■ What to do ■
Which lines of the data contain the string "prefix"? Show each of them.

[Collected data entries]
========================

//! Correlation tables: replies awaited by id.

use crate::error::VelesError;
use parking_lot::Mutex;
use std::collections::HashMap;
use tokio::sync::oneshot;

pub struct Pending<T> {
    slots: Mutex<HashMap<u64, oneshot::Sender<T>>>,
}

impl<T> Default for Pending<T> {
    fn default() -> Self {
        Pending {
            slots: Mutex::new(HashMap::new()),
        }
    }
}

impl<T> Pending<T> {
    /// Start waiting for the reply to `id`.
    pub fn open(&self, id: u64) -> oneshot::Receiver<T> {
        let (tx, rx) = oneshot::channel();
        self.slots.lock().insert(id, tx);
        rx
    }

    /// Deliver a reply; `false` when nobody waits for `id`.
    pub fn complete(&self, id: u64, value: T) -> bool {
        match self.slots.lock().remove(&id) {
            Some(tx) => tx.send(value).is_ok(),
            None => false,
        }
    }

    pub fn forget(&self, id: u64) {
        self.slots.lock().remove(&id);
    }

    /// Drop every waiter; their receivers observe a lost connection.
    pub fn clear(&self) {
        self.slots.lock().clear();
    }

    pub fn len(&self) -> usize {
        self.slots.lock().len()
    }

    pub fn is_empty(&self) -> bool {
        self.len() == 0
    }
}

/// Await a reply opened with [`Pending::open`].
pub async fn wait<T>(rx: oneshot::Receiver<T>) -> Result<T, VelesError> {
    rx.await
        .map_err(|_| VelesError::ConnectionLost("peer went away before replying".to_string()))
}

========================

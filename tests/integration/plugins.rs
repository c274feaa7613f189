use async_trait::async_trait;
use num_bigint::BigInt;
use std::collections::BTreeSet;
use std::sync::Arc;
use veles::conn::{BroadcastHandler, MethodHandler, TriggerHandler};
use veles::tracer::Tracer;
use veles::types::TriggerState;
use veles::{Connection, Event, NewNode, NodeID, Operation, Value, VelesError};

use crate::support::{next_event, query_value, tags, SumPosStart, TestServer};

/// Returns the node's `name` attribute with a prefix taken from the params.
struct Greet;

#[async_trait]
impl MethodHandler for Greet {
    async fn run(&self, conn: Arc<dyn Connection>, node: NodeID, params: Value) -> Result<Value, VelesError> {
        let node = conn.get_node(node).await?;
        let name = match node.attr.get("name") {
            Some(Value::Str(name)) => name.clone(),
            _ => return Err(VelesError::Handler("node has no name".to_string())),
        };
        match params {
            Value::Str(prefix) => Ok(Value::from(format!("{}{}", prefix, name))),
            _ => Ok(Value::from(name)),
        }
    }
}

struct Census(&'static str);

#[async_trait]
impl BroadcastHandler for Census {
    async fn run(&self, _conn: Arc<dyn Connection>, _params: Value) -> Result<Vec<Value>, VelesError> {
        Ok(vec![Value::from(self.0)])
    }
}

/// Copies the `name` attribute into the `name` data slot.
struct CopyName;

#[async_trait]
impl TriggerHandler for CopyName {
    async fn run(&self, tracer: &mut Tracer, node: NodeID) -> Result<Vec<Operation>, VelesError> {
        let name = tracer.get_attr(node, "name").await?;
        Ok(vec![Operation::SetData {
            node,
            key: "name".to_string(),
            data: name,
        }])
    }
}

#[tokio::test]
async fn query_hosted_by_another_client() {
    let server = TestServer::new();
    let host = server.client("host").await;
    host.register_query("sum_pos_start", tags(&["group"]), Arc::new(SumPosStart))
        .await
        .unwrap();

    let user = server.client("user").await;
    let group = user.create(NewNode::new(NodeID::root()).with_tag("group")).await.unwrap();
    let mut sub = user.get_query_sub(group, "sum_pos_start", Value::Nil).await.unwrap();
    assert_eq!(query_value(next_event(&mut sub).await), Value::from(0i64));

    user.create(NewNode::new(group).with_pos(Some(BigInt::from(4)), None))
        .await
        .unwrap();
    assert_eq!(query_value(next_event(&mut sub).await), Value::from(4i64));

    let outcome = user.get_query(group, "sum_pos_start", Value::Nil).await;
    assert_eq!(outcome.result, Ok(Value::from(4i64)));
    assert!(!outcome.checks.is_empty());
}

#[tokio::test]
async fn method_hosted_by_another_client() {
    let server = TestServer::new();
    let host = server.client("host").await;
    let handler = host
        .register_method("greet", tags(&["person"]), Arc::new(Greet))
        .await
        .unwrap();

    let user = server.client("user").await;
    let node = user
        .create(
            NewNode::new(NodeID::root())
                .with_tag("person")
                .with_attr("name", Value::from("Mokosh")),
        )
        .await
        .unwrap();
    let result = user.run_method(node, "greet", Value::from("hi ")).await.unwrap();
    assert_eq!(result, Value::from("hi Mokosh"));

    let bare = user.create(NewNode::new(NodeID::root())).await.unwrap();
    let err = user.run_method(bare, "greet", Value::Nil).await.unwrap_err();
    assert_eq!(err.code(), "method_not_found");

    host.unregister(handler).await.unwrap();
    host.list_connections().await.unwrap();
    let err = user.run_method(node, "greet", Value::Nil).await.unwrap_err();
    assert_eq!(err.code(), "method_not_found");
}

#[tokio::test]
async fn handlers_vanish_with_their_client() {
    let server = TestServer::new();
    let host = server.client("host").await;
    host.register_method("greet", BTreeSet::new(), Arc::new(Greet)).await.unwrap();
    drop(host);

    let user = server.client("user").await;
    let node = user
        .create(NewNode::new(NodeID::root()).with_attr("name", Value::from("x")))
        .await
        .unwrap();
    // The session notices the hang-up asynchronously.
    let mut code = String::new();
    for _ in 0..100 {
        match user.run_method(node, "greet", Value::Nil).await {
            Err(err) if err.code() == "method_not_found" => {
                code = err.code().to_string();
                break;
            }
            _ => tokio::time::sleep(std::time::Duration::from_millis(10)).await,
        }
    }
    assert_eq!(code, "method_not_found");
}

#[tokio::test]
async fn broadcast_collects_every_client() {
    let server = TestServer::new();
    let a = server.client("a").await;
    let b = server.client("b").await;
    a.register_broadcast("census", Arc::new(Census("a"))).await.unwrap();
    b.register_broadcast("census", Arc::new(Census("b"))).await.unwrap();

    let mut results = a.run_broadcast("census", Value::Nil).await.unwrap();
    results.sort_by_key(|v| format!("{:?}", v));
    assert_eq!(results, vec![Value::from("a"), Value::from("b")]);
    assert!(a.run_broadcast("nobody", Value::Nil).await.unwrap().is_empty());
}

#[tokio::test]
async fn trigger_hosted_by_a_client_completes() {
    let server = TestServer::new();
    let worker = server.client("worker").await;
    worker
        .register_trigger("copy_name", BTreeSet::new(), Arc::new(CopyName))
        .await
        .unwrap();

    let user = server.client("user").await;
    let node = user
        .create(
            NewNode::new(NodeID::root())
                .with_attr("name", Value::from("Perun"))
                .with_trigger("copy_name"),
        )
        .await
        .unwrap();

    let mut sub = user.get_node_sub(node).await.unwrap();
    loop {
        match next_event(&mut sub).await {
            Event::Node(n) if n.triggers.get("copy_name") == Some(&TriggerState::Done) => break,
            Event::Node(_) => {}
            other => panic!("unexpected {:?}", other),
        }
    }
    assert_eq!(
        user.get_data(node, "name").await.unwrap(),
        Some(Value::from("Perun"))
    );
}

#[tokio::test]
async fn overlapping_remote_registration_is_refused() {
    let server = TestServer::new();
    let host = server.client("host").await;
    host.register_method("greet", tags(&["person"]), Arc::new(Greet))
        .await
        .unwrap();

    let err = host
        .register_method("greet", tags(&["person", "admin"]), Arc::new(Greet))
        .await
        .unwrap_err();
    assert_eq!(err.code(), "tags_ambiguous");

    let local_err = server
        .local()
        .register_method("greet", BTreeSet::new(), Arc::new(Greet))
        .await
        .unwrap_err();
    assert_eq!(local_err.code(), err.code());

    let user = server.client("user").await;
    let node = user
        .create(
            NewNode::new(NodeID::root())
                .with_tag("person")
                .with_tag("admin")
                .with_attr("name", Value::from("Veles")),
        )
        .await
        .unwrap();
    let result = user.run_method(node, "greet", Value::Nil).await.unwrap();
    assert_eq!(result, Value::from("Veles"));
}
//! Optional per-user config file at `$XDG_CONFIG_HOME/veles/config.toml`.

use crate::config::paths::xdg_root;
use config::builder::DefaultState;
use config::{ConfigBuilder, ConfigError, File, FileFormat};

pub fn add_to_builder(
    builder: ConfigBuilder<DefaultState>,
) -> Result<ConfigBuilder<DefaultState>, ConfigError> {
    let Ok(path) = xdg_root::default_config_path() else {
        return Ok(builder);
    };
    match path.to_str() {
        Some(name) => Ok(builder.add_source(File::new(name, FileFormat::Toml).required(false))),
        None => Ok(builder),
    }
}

========================

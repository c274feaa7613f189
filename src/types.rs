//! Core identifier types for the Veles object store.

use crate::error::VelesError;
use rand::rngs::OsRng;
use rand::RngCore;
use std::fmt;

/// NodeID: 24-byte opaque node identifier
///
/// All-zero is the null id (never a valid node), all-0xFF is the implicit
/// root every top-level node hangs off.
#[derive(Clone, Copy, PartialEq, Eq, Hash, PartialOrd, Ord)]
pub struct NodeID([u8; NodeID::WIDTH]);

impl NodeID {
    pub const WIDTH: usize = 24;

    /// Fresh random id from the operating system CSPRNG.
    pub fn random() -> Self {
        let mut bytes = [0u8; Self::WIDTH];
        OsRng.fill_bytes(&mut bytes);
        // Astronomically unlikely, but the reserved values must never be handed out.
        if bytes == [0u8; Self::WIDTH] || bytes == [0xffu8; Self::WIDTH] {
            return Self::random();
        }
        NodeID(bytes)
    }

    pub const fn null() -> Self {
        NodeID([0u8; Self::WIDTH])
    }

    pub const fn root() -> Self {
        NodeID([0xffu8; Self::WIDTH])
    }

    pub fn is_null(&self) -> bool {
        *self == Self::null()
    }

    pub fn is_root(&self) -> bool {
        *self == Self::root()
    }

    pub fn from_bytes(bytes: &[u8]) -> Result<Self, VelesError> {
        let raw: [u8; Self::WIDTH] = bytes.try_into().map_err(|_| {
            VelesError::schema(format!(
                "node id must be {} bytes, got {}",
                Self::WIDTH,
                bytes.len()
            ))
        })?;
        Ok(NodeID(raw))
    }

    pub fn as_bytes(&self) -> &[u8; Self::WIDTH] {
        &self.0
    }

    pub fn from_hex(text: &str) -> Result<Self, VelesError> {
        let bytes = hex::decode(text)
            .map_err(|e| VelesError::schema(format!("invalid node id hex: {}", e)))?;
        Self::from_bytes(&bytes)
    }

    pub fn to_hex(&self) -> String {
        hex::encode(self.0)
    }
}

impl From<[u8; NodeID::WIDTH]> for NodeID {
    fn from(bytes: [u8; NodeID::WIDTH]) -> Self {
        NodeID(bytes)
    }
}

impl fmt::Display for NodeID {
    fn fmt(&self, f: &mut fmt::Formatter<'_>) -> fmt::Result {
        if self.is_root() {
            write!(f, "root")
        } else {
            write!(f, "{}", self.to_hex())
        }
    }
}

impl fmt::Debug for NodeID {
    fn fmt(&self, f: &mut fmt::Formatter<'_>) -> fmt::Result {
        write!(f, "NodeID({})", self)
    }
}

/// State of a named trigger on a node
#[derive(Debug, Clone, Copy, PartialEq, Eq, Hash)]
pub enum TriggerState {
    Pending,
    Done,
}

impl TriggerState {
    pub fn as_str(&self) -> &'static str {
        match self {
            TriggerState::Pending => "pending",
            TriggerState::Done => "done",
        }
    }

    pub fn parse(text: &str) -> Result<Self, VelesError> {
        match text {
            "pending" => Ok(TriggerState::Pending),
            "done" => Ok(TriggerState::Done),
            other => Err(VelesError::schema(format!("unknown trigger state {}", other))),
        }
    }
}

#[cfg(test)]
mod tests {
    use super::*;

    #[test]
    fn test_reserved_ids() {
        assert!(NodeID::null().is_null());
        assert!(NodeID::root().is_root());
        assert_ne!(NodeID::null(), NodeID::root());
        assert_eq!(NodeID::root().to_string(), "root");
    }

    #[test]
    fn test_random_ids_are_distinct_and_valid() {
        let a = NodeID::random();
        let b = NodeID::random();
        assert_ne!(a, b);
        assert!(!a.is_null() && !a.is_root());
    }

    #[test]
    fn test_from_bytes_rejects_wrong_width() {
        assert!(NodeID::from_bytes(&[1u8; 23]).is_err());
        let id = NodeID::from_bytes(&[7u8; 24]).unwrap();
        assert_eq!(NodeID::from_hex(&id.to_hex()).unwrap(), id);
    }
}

========================

■ Task result ■
/// Returns the node's `name` attribute with a prefix taken from the params.
            Value::Str(prefix) => Ok(Value::from(format!("{}{}", prefix, name))),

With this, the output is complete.